- **Prompt**
When a line in the data below includes "body", count it; then give only the total.

☆ ☆ ☆

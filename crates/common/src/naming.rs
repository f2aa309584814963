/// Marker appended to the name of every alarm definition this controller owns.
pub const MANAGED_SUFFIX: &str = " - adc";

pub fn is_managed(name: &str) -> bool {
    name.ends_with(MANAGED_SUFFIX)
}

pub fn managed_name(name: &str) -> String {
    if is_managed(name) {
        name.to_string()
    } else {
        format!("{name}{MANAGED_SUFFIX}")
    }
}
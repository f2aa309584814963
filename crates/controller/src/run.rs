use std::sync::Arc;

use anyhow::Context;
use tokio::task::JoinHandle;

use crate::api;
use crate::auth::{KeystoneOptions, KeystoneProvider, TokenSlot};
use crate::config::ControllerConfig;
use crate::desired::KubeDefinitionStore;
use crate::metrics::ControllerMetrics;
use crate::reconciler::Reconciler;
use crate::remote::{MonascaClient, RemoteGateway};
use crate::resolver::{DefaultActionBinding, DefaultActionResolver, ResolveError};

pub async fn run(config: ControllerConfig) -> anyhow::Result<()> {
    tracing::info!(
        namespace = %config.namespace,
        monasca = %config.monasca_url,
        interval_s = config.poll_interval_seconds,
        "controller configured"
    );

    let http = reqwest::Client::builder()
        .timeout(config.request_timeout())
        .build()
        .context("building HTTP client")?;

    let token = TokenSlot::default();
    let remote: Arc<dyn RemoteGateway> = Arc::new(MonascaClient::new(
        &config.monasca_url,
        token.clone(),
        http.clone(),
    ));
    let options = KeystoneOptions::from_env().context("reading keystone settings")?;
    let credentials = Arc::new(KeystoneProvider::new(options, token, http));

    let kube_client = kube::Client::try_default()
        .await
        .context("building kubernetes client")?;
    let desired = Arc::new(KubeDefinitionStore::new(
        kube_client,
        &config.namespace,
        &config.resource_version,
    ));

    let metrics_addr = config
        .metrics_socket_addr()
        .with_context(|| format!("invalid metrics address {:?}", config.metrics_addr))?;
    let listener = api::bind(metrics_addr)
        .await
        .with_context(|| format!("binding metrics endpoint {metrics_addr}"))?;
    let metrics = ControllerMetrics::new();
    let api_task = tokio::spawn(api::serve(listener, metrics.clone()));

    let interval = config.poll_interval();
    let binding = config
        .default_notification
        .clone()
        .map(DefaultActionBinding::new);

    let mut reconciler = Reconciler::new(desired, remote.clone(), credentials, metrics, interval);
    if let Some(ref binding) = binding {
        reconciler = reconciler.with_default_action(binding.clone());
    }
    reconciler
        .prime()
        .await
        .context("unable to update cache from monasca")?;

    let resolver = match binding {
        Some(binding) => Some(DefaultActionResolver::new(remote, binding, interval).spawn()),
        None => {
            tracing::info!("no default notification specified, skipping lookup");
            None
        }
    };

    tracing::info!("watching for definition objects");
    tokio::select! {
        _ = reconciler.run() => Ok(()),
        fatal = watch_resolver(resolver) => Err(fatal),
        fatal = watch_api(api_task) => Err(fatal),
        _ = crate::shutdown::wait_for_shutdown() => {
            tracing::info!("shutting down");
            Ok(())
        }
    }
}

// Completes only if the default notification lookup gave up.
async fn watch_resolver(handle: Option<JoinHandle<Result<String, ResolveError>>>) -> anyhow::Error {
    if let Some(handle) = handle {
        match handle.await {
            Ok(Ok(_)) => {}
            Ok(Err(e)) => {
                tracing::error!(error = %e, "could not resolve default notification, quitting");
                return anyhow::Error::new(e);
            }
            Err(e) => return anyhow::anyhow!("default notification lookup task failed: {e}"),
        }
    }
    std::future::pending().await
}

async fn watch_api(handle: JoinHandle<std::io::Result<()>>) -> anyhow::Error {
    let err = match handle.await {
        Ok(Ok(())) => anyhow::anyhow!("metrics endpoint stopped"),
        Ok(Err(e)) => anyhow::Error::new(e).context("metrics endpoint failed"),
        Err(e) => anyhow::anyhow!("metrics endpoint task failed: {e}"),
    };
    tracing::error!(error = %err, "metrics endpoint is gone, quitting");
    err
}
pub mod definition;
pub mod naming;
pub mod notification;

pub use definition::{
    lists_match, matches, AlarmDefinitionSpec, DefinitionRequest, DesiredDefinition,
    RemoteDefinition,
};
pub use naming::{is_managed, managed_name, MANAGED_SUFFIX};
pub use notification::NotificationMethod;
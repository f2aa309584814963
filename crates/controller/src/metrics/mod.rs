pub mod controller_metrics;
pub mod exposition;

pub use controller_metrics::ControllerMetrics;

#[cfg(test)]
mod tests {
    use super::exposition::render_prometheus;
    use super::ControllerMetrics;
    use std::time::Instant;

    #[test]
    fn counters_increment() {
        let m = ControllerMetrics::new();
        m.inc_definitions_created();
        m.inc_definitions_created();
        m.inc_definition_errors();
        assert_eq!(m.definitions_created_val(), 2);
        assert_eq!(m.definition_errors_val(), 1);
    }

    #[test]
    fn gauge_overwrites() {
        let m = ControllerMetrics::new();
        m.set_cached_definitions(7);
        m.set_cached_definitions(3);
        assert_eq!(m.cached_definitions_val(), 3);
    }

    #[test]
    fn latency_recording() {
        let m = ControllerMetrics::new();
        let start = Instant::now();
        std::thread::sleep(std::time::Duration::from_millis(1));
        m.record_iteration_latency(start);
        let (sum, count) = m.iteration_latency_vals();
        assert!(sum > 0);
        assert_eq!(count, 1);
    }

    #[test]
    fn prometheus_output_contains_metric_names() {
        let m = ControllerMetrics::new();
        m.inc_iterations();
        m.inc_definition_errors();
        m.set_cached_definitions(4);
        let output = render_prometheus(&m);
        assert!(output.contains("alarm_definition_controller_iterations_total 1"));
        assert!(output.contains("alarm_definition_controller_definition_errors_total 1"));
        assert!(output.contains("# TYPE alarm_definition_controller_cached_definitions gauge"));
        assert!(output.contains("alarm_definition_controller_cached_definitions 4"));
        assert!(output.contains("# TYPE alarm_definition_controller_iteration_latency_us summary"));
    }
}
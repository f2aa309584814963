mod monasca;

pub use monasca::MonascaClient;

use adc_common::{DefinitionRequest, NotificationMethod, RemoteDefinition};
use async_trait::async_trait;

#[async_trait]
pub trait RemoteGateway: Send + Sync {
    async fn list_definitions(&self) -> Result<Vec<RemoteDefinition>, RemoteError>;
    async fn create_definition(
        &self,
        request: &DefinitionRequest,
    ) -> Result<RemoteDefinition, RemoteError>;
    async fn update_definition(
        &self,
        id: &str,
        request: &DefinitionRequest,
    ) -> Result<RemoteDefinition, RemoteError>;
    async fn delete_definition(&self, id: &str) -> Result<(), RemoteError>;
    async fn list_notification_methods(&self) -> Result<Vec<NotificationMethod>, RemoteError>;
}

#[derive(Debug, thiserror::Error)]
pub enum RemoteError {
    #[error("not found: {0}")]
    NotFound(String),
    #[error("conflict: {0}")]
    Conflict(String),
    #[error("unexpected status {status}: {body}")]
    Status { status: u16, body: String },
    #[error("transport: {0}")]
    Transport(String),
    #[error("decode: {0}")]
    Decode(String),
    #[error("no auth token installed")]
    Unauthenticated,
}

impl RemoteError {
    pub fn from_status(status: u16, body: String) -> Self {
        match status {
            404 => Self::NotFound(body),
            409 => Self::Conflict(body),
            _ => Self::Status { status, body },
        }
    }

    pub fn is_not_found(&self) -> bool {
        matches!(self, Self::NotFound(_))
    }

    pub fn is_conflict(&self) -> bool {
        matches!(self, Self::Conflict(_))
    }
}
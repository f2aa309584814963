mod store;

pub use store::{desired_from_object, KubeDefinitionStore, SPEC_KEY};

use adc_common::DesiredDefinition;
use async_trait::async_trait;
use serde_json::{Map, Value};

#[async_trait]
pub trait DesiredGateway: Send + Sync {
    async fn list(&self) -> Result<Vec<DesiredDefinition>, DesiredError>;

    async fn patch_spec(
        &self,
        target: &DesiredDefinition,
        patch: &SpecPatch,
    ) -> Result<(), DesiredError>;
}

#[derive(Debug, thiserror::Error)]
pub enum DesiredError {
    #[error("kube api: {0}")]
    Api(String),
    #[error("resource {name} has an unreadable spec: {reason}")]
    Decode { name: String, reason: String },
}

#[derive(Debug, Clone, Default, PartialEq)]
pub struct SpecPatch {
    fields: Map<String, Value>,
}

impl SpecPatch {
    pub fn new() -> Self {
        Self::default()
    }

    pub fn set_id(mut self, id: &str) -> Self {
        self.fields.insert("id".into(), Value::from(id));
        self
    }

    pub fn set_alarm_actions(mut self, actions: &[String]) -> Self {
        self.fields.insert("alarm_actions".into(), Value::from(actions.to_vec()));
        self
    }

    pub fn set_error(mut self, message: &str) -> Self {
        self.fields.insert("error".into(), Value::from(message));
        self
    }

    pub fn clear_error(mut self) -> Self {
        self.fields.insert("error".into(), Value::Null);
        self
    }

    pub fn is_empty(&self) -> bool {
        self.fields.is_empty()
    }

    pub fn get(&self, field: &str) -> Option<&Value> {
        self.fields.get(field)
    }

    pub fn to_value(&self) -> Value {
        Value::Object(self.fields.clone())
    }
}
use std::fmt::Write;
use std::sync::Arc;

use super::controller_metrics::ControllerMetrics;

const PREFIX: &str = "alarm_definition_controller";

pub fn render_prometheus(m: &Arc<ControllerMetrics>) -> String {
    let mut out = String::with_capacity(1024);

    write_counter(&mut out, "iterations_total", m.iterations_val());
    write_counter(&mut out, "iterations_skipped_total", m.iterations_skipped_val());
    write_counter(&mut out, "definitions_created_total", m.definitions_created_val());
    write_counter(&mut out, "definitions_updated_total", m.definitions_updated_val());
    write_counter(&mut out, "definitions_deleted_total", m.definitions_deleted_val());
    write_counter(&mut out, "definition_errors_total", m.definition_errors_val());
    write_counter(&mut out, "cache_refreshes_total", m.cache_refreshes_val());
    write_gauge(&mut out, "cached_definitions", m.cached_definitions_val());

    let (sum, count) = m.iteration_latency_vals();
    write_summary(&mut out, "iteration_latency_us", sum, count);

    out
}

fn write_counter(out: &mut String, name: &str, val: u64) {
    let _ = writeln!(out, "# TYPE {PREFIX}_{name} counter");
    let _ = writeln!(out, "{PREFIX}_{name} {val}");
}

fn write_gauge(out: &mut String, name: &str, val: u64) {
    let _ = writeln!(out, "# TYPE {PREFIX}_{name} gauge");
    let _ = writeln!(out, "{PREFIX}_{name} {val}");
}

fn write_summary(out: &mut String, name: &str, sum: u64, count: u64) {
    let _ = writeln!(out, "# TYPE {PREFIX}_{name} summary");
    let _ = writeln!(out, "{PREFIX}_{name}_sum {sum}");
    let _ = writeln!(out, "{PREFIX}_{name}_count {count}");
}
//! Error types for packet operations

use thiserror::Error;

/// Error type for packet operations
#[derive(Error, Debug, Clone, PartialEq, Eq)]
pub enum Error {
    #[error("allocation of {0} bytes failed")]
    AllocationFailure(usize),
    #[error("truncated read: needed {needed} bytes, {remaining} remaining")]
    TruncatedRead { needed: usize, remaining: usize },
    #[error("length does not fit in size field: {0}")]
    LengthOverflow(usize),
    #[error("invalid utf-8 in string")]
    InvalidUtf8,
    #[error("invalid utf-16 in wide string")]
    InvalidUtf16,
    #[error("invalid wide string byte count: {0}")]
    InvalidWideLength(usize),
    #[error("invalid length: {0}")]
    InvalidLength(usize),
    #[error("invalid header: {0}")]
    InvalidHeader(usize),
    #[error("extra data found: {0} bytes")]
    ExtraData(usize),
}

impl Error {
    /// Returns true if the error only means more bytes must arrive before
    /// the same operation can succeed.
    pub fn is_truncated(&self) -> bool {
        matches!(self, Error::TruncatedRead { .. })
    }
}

☆ ☆ ☆

- **Problem solution**
6